The most important variables are growth, employment, real interest rates and liquidity. Bitcoin, he writes, sits downstream of these forces.

If automation cuts jobs and wages, consumer demand could weaken, and in a severe case, falling incomes would strain debt payments and depress asset prices.

That fear appears to be well-founded. Just this week, Jack Dorsey’s fintech firm Block revealed its decline toward its pre-pandemic size, cutting staff by about 40%. Dorsey cited AI-enabled efficiency for the job cuts, something theorized in Citrini’s research on AI doom that spooked the market this week.

In such a scenario, policymakers may respond with lower interest rates or fiscal spending to stabilize the economy. That surge of liquidity could support bitcoin, which has often tracked shifts in the global money supply.

A different outcome would look less friendly to the cryptocurrency. If AI boosts productivity and economic growth without major job losses, real yields can rise and central banks can keep policy tight.

Higher real interest rates have historically weighed on bitcoin by raising the opportunity cost of holding it and making risky assets less attractive.

Change in demand

Anxiety about AI echoes past moments of upheaval in human society.

The steam engine displaced manual labor in factories and on farms. Electrification then rewired entire industries. Later, computers and the Internet automated clerical work and reshaped retail, media and finance.

Each wave triggered fears of permanent job losses. In the early 1900s, factory mechanization sparked labor unrest as machines replaced skilled craftsmen. In the 1980s and 1990s, personal computers cut off typing pools and back office staff. More recently, e-commerce helped erode brick-and-mortar retailer roles.

Yet overall demand did not collapse. Productivity increased. New industries absorbed displaced workers, although the transition proved uneven and painful. Today we have industries that were unimaginable before the dawn of the internet. Think cloud computing.

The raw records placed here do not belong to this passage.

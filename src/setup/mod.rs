pub mod db_setup;
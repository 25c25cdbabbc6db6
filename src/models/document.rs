use serde::de::DeserializeOwned;
use serde_json::{Map, Value};
use std::collections::BTreeMap;

/// The collections the console reads and writes.
#[derive(Debug, Clone, Copy, PartialEq, Eq, Hash)]
pub enum Collection {
    Services,
    News,
    Admins,
}

impl Collection {
    pub const ALL: [Collection; 3] = [Collection::Services, Collection::News, Collection::Admins];

    pub fn name(&self) -> &'static str {
        match self {
            Collection::Services => "services",
            Collection::News => "news",
            Collection::Admins => "admins",
        }
    }
}

/// A stored document: its id plus the JSON object it holds.
#[derive(Debug, Clone, PartialEq)]
pub struct Document {
    pub id: String,
    pub fields: Map<String, Value>,
}

impl Document {
    /// Decodes the fields into `T`, injecting the document id under `"id"`.
    pub fn decode<T: DeserializeOwned>(&self) -> Result<T, serde_json::Error> {
        let mut fields = self.fields.clone();
        fields.insert("id".to_string(), Value::String(self.id.clone()));
        serde_json::from_value(Value::Object(fields))
    }
}

#[derive(Debug, Clone, PartialEq)]
pub enum FieldValue {
    Value(Value),
    /// Replaced by the store with the current UTC time when written.
    ServerTimestamp,
}

/// An ordered set of field writes for create, set, and update calls.
#[derive(Debug, Clone, Default, PartialEq)]
pub struct DocumentWrite {
    fields: BTreeMap<String, FieldValue>,
}

impl DocumentWrite {
    pub fn new() -> Self {
        Self::default()
    }

    pub fn set(mut self, key: &str, value: impl Into<Value>) -> Self {
        self.fields.insert(key.to_string(), FieldValue::Value(value.into()));
        self
    }

    pub fn server_timestamp(mut self, key: &str) -> Self {
        self.fields.insert(key.to_string(), FieldValue::ServerTimestamp);
        self
    }

    pub fn is_empty(&self) -> bool {
        self.fields.is_empty()
    }

    pub fn keys(&self) -> impl Iterator<Item = &str> {
        self.fields.keys().map(|k| k.as_str())
    }

    pub fn get(&self, key: &str) -> Option<&FieldValue> {
        self.fields.get(key)
    }

    /// Resolves sentinels against `now` and merges the writes into `target`.
    pub fn apply_to(&self, target: &mut Map<String, Value>, now: &str) {
        for (key, value) in &self.fields {
            let resolved = match value {
                FieldValue::Value(v) => v.clone(),
                FieldValue::ServerTimestamp => Value::String(now.to_string()),
            };
            target.insert(key.clone(), resolved);
        }
    }
}

#[cfg(test)]
mod tests {
    use super::*;
    use crate::models::Service;
    use serde_json::json;

    #[test]
    fn apply_resolves_server_timestamp_and_keeps_other_fields() {
        let mut target = Map::new();
        target.insert("title".into(), json!("Old"));
        target.insert("isActive".into(), json!(true));

        DocumentWrite::new()
            .set("title", "New")
            .server_timestamp("createdAt")
            .apply_to(&mut target, "2024-05-01T10:00:00+00:00");

        assert_eq!(target["title"], json!("New"));
        assert_eq!(target["isActive"], json!(true));
        assert_eq!(target["createdAt"], json!("2024-05-01T10:00:00+00:00"));
    }

    #[test]
    fn decode_injects_id_and_defaults_missing_fields() {
        let mut fields = Map::new();
        fields.insert("title".into(), json!("Consult"));
        fields.insert("order".into(), json!(3));
        let doc = Document { id: "abc".into(), fields };

        let service: Service = doc.decode().unwrap();
        assert_eq!(service.id, "abc");
        assert_eq!(service.title, "Consult");
        assert_eq!(service.order, 3);
        assert!(service.highlights.is_empty());
        assert_eq!(service.price, 0.0);
    }

    #[test]
    fn service_contact_number_reads_the_whatsapp_key() {
        let mut fields = Map::new();
        fields.insert("title".into(), json!("Consult"));
        fields.insert("whatsappNumber".into(), json!("+1555"));
        let doc = Document { id: "abc".into(), fields };

        let service: Service = doc.decode().unwrap();
        assert_eq!(service.contact_number, "+1555");
        assert_eq!(serde_json::to_value(&service).unwrap()["whatsappNumber"], json!("+1555"));
    }
}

Cipolaro argued that AI may follow a similar pattern. As a general technology, it requires companies to redesign workflows and invest in complementary tools. Over time, this process tends to expand production capacity rather than shrink it.

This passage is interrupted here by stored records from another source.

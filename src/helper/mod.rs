pub mod dashboard_helpers;
pub mod document_access;
pub mod form_helpers;
pub mod news_form;
pub mod service_form;
pub mod view_helpers;
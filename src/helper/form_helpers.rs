use actix_web::{web, HttpResponse};
use serde::Serialize;
use thiserror::Error;
use url::form_urlencoded;

#[derive(Error, Debug, PartialEq)]
pub enum FormError {
    #[error("{0} is required.")]
    MissingField(&'static str),
    #[error("{0} must be a number.")]
    InvalidNumber(&'static str),
    #[error("Unknown impact level '{0}'.")]
    InvalidImpact(String),
    #[error("The form is not open.")]
    NotOpen,
}

/// Which shape a create-or-edit form is in.
#[derive(Debug, Clone, PartialEq, Serialize)]
#[serde(tag = "state", rename_all = "lowercase")]
pub enum FormMode {
    Closed,
    Creating,
    Editing { id: String },
}

impl FormMode {
    /// Rebuilds the mode from a submitted hidden `editing_id` field.
    pub fn from_editing_id(editing_id: Option<&str>) -> Self {
        match editing_id.map(str::trim) {
            Some(id) if !id.is_empty() => FormMode::Editing { id: id.to_string() },
            _ => FormMode::Creating,
        }
    }

    pub fn is_open(&self) -> bool {
        !matches!(self, FormMode::Closed)
    }
}

pub fn require(value: &str, field: &'static str) -> Result<(), FormError> {
    if value.trim().is_empty() {
        Err(FormError::MissingField(field))
    } else {
        Ok(())
    }
}

/// Blank input counts as zero; there is no range check.
pub fn coerce_f64(raw: &str, field: &'static str) -> Result<f64, FormError> {
    let raw = raw.trim();
    if raw.is_empty() {
        return Ok(0.0);
    }
    match raw.parse::<f64>() {
        Ok(n) if n.is_finite() => Ok(n),
        _ => Err(FormError::InvalidNumber(field)),
    }
}

/// Like [`coerce_f64`] but the value must be a whole number.
pub fn coerce_i64(raw: &str, field: &'static str) -> Result<i64, FormError> {
    let raw = raw.trim();
    if let Ok(n) = raw.parse::<i64>() {
        return Ok(n);
    }
    let n = coerce_f64(raw, field)?;
    if n.fract() == 0.0 && n >= i64::MIN as f64 && n <= i64::MAX as f64 {
        Ok(n as i64)
    } else {
        Err(FormError::InvalidNumber(field))
    }
}

/// URL-encoded form fields in submission order. Repeated keys (such as the
/// highlight inputs) are all kept.
#[derive(Debug, Default, Clone)]
pub struct ParsedForm {
    pairs: Vec<(String, String)>,
}

impl ParsedForm {
    pub fn from_pairs<K: Into<String>, V: Into<String>>(pairs: impl IntoIterator<Item = (K, V)>) -> Self {
        ParsedForm {
            pairs: pairs.into_iter().map(|(k, v)| (k.into(), v.into())).collect(),
        }
    }

    /// First value for `key`.
    pub fn get(&self, key: &str) -> Option<&str> {
        self.pairs.iter().find(|(k, _)| k == key).map(|(_, v)| v.as_str())
    }

    pub fn get_all(&self, key: &str) -> Vec<String> {
        self.pairs
            .iter()
            .filter(|(k, _)| k == key)
            .map(|(_, v)| v.clone())
            .collect()
    }

    pub fn contains_key(&self, key: &str) -> bool {
        self.pairs.iter().any(|(k, _)| k == key)
    }
}

/// Parses URL-encoded form data from bytes, handling potential UTF-8 errors gracefully.
pub fn parse_form(form_bytes: &web::Bytes) -> Result<ParsedForm, HttpResponse> {
    let body = match String::from_utf8(form_bytes.to_vec()) {
        Ok(s) => s,
        Err(_) => return Err(HttpResponse::BadRequest().body("Invalid UTF-8 in request body.")),
    };
    Ok(ParsedForm::from_pairs(form_urlencoded::parse(body.as_bytes()).into_owned()))
}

“The implication is not that disruption will be painless, but that the equilibrium response to new technology has historically been integration, not obsolescence,” Cipolaro wrote. “Society’s reaction to artificial intelligence is likely to follow the same pattern.”

For bitcoin, that distinction is important. If AI ultimately lifts long-term growth, the structural backdrop may diverge from the short-term shocks that often drive liquidity injections.

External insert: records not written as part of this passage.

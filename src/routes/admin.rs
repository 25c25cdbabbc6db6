use crate::helper::dashboard_helpers::{placeholder_dashboard, settings_section, SETTINGS_SECTIONS};
use crate::identity::IdentityError;
use crate::middleware::{admin_guard, redirect_to, AuthenticatedAdmin, LOGIN_PATH};
use crate::models::document::Collection;
use crate::models::AccountRow;
use crate::routes::{page_context, set_notification};
use crate::session_store::SessionError;
use crate::views::render;
use crate::AppState;
use actix_csrf::extractor::{Csrf, CsrfGuarded, CsrfToken};
use actix_session::Session;
use actix_web::{web, HttpResponse, Responder};
use serde::Deserialize;
use tera::{Context, Tera};

const DASHBOARD_PATH: &str = "/dashboard";

#[derive(Deserialize)]
struct LoginForm {
    csrf_token: CsrfToken,
    email: String,
    password: String,
}

impl CsrfGuarded for LoginForm {
    fn csrf_token(&self) -> &CsrfToken {
        &self.csrf_token
    }
}

#[derive(Deserialize)]
struct SettingsQuery {
    section: Option<String>,
}

pub fn config_login(cfg: &mut web::ServiceConfig) {
    cfg.route("/", web::get().to(|| async { redirect_to(DASHBOARD_PATH) }))
        .route("/login", web::get().to(show_login_form))
        .route("/login", web::post().to(handle_login))
        .route("/logout", web::post().to(handle_logout));
}

pub fn config_console(cfg: &mut web::ServiceConfig) {
    cfg.route("/dashboard", web::get().to(show_dashboard))
        .route("/users", web::get().to(show_users))
        .route("/settings", web::get().to(show_settings));
}

fn login_error_message(err: &SessionError) -> String {
    match err {
        SessionError::Authentication(IdentityError::InvalidCredentials) => "Invalid email or password.".to_string(),
        SessionError::Authentication(_) => "Sign-in is unavailable right now. Please try again.".to_string(),
        other => other.to_string(),
    }
}

async fn show_login_form(
    session: Session,
    tera: web::Data<Tera>,
    token: CsrfToken,
    state: web::Data<AppState>,
) -> impl Responder {
    if admin_guard(&session, &state.session) {
        return redirect_to(DASHBOARD_PATH);
    }

    let mut ctx = Context::new();
    ctx.insert("csrf_token", token.get());

    let email = session.get::<String>("login_email").unwrap_or(None).unwrap_or_default();
    ctx.insert("email", &email);
    if let Ok(Some(error)) = session.get::<String>("error") {
        ctx.insert("error", &error);
        session.remove("error");
    }

    render(&tera, "login.html", &ctx)
}

async fn handle_login(
    session: Session,
    state: web::Data<AppState>,
    form: Csrf<web::Form<LoginForm>>,
) -> impl Responder {
    let login_data = form.into_inner().into_inner();

    match state.session.login(&login_data.email, &login_data.password) {
        Ok(user) => {
            session.renew();
            let stored = session
                .insert("uid", &user.uid)
                .and_then(|_| session.insert("email", &user.email));
            if let Err(e) = stored {
                log::error!("Failed to write login cookie for {}: {}", user.email, e);
                return HttpResponse::InternalServerError().body("Could not start the session.");
            }
            log::info!("Admin {} signed in.", user.email);
            redirect_to(DASHBOARD_PATH)
        }
        Err(e) => {
            log::warn!("Console sign-in failed for {}: {}", login_data.email, e);
            let _ = session.insert("login_email", login_data.email.trim());
            let _ = session.insert("error", login_error_message(&e));
            redirect_to(LOGIN_PATH)
        }
    }
}

/// Only the browser holding the live session can end it; anyone else just
/// loses their cookie.
async fn handle_logout(session: Session, state: web::Data<AppState>) -> impl Responder {
    if admin_guard(&session, &state.session) {
        if let Err(e) = state.session.logout() {
            log::error!("Sign-out failed: {}", e);
        }
    }
    session.purge();
    redirect_to(LOGIN_PATH)
}

async fn show_dashboard(admin: AuthenticatedAdmin, session: Session, tera: web::Data<Tera>) -> impl Responder {
    let mut ctx = page_context(&session, &admin, "dashboard");
    ctx.insert("dashboard", &placeholder_dashboard());
    render(&tera, "dashboard.html", &ctx)
}

async fn show_users(
    admin: AuthenticatedAdmin,
    session: Session,
    tera: web::Data<Tera>,
    state: web::Data<AppState>,
) -> impl Responder {
    let accounts = match state.identity.list_accounts() {
        Ok(accounts) => accounts,
        Err(e) => {
            log::error!("Failed to list accounts: {}", e);
            set_notification(&session, "Failed to load accounts.", "error");
            Vec::new()
        }
    };

    let rows: Vec<AccountRow> = accounts
        .into_iter()
        .map(|account| {
            let is_admin = match state.documents.get(Collection::Admins, &account.uid) {
                Ok(record) => record.is_some(),
                Err(e) => {
                    log::error!("Error checking admin status for {}: {}", account.uid, e);
                    false
                }
            };
            AccountRow { account, is_admin }
        })
        .collect();

    let mut ctx = page_context(&session, &admin, "users");
    ctx.insert("accounts", &rows);
    render(&tera, "users.html", &ctx)
}

async fn show_settings(
    admin: AuthenticatedAdmin,
    session: Session,
    tera: web::Data<Tera>,
    query: web::Query<SettingsQuery>,
) -> impl Responder {
    let mut ctx = page_context(&session, &admin, "settings");
    ctx.insert("sections", &SETTINGS_SECTIONS);
    ctx.insert("current", settings_section(query.section.as_deref()));
    render(&tera, "settings.html", &ctx)
}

Meanwhile, adoption could also increase thanks to agent payments, which would essentially make software pay other pieces of software without human involvement. One of Bitcoin’s earliest visions centered on machine-to-machine payments, and AI may be the tool needed to make them a reality.

Still, there are currently no incentives for a widespread rollout. Credit cards bundle rewards and short-term credit, features that stablecoins have yet to match, Cipolaro noted.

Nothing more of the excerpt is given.